In Southeast Baltimore, a nonprofit struggles to buy vacant homes from investors
Published in Home and Consumer News
Kari Snyder really didn’t want to spend $62,000 on this vacant rowhouse.
She was on vacation last summer in a beach town and was supposed to be eating dinner with her family when a middleman called her. The boarded-up house in Southeast Baltimore was on the verge of collapsing, and he had the contract to sell it. Snyder couldn’t stomach another investor swooping in, buying the home, and sitting on it.

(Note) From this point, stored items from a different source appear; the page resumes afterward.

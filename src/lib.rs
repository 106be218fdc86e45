//! Rowing Star Library
//!
//! A Rust library for turning rowing federation competition results, exported
//! from spreadsheets, into a star schema of Parquet (or CSV) tables.
//!
//! This library provides tools for:
//! - Reading results exports with header aliasing and required column checks
//! - Cleaning spreadsheet artefacts such as repeated header rows
//! - Classifying free-text ranks and race times, including DNF / DNS / DSQ codes
//! - Aggregating per-athlete and per-team performance summaries
//! - Assembling athlete, team, race, category, location and date dimensions
//!   plus a fact table with surrogate keys
//! - Writing all tables with an all-or-nothing commit
//! - Data quality reporting

pub mod aggregate;
pub mod classify;
pub mod config;
pub mod constants;
pub mod error;
pub mod header;
pub mod models;
pub mod processor;
pub mod report;
pub mod schema;

// CLI modules
pub mod cli {
    pub mod args;
    pub mod commands;
}

// Re-export commonly used types
pub use aggregate::{EntityKey, EntitySummary};
pub use classify::{ClassificationStats, RecordClassifier};
pub use config::{CompressionAlgorithm, OutputFormat, PipelineConfig};
pub use error::{PipelineError, Result};
pub use models::{ClassifiedRecord, ProcessingStats, RawRecord};
pub use processor::{DatasetProcessor, PipelineOutcome};
pub use report::QualityReport;
pub use schema::StarSchema;
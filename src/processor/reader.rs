//! Source reading
//!
//! Loads a results export with polars, every column as text, and turns each
//! row into a [`RawRecord`]. Type interpretation is left to the classifier.

use crate::error::{PipelineError, Result};
use crate::header::{ColumnMapping, SourceField};
use crate::models::RawRecord;

use polars::prelude::{CsvReadOptions, DataFrame, DataType, SerReader};
use std::collections::HashMap;
use std::path::Path;
use tracing::{debug, info};

/// Raw records read from one export, with the header mapping used
#[derive(Debug, Clone)]
pub struct SourceTable {
    pub records: Vec<RawRecord>,
    pub mapping: ColumnMapping,
}

/// Read a CSV export into raw records
pub fn read_raw_records(path: &Path) -> Result<SourceTable> {
    if !path.exists() {
        return Err(PipelineError::InputNotFound {
            path: path.to_path_buf(),
        });
    }

    // A schema inference length of zero reads every column as a string
    let df = CsvReadOptions::default()
        .with_has_header(true)
        .with_infer_schema_length(Some(0))
        .map_parse_options(|options| options.with_truncate_ragged_lines(true))
        .try_into_reader_with_file_path(Some(path.to_path_buf()))?
        .finish()?;

    let headers: Vec<String> = df
        .get_column_names()
        .iter()
        .map(|name| name.to_string())
        .collect();
    let mapping = ColumnMapping::analyze(&headers, path)?;
    debug!(
        "Read {} rows x {} columns from {}",
        df.height(),
        df.width(),
        path.display()
    );

    let records = records_from_frame(&df, &mapping)?;
    info!("Loaded {} raw records from {}", records.len(), path.display());

    Ok(SourceTable { records, mapping })
}

/// Convert an all-text frame into raw records using a header mapping
pub fn records_from_frame(df: &DataFrame, mapping: &ColumnMapping) -> Result<Vec<RawRecord>> {
    let mut cells: HashMap<SourceField, std::vec::IntoIter<Option<String>>> = HashMap::new();
    for field in SourceField::ALL {
        cells.insert(field, text_cells(df, mapping.column(field))?.into_iter());
    }

    let mut next = |field: SourceField| cells.get_mut(&field).and_then(Iterator::next).flatten();

    let mut records = Vec::with_capacity(df.height());
    for _ in 0..df.height() {
        records.push(RawRecord {
            athlete: next(SourceField::Athlete),
            team: next(SourceField::Team),
            race_name: next(SourceField::RaceName),
            race_name_secondary: next(SourceField::RaceNameSecondary),
            category: next(SourceField::Category),
            location: next(SourceField::Location),
            date: next(SourceField::Date),
            lane: next(SourceField::Lane),
            series_number: next(SourceField::SeriesNumber),
            rank: next(SourceField::Rank),
            result: next(SourceField::Result),
            warning_points: next(SourceField::WarningPoints),
            series_time: next(SourceField::SeriesTime),
        });
    }

    Ok(records)
}

/// Normalized text cells of one column; all absent when the column is unmapped
fn text_cells(df: &DataFrame, column: Option<&str>) -> Result<Vec<Option<String>>> {
    let Some(name) = column else {
        return Ok(vec![None; df.height()]);
    };

    let column = df.column(name)?.cast(&DataType::String)?;
    let values = column.as_materialized_series().str()?;
    Ok(values.into_iter().map(RawRecord::cell).collect())
}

That’s how she found herself standing outside the restaurant, on her phone, haggling over a home that two years earlier was bought at auction for just $7,000. Somehow, its value had risen nearly ninefold since then. According to Snyder, the man offered a slight discount on his initial asking price, claiming he wanted to help Baltimore.
That’s when things got heated.
“You’re extracting money out of Baltimore,” she recalled telling him at one point. “I was so mad.”
Snyder runs Southeast Community Development Corp., a nonprofit trying to boost homeownership rates in Ellwood Park, a predominantly Black neighborhood where just a quarter of residents own their homes and the blocks are pockmarked with vacant houses.
Fueled by a mix of federal, state and private money, the Southeast CDC has been buying vacant homes there, completely renovating them, and selling them at a loss to new homeowners, typically for about $150,000. But the work has been slower than expected.
“We’ve been able to raise money to cover the appraisal gap — the loss. It’s the acquisition,” Snyder said. “Just getting stuff out of investors has been very, very hard. … They don’t want to sell.”
Baltimore, like other major metropolitan areas, saw a surge of investors scooping up homes during the coronavirus pandemic, when interest rates were at historic lows.
With interest rates now climbing, investors have pulled back in every major housing market in the country — except Baltimore, according to a report by the real estate company Redfin.